§ **PROBLEM TO WORK ON**: Within the entries below, every line containing "withhack" is to be copied.
----- DATA RECORDS
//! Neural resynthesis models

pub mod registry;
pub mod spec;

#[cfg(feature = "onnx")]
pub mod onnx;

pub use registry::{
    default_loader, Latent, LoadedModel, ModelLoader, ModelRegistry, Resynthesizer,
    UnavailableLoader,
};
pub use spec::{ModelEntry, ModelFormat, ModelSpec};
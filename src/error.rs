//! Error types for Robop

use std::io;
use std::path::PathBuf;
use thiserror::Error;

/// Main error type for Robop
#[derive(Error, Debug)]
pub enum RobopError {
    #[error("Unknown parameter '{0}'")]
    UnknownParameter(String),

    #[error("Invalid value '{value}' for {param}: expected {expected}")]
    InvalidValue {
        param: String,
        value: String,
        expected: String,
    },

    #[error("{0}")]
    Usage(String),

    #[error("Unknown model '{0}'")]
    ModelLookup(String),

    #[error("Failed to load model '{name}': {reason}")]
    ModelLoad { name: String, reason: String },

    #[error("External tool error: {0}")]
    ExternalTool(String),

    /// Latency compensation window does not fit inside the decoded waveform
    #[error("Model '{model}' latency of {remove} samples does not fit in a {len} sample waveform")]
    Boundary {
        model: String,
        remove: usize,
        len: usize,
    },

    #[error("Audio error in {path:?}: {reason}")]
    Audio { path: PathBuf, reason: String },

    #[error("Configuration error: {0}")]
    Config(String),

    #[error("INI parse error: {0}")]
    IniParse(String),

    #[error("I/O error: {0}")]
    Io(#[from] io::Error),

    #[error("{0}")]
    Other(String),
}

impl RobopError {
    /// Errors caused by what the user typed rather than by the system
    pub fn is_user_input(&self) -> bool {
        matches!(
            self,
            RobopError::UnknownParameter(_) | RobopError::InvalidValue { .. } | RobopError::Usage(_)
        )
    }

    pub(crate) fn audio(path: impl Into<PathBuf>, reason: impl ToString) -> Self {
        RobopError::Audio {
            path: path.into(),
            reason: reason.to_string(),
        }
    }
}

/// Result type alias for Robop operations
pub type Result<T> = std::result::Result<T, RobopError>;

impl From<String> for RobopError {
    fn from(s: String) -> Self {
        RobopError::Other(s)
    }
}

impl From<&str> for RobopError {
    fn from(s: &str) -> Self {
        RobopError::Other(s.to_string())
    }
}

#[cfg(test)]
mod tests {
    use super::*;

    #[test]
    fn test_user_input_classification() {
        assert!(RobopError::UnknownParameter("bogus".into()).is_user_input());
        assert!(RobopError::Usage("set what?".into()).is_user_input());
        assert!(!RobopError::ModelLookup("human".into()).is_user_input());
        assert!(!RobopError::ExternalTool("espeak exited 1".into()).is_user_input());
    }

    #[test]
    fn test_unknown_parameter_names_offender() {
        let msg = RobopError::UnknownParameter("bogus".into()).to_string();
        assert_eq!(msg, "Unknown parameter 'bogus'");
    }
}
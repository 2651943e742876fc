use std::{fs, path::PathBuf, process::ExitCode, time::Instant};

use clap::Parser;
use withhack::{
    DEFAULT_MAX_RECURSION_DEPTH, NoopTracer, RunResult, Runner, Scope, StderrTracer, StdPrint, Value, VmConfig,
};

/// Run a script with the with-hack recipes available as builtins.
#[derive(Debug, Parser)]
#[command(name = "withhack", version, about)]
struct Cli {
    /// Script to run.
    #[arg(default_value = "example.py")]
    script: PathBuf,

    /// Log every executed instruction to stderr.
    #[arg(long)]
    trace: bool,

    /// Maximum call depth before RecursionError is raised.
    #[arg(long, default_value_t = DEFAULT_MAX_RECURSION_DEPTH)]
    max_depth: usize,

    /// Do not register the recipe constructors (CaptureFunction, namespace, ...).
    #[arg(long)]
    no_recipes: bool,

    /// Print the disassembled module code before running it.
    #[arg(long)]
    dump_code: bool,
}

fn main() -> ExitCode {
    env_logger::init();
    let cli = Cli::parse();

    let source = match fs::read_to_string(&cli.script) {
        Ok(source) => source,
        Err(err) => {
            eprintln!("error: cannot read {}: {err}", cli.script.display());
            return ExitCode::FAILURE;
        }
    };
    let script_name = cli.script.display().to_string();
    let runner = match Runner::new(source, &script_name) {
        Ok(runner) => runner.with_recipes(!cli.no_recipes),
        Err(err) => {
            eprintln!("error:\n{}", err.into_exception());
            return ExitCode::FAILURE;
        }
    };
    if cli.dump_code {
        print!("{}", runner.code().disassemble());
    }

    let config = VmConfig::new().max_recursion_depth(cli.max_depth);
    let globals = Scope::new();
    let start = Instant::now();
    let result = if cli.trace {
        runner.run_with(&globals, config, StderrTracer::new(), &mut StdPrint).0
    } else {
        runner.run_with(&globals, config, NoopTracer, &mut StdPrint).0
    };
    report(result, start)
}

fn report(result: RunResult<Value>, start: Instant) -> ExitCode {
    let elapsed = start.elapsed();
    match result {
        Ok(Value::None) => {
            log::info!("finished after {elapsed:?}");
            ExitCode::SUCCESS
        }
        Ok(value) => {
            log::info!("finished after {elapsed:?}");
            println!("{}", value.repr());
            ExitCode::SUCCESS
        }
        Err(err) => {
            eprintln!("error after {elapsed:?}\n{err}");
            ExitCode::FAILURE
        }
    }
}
----------
§ **SOLUTION BELOW**:
use withhack::{
#[command(name = "withhack", version, about)]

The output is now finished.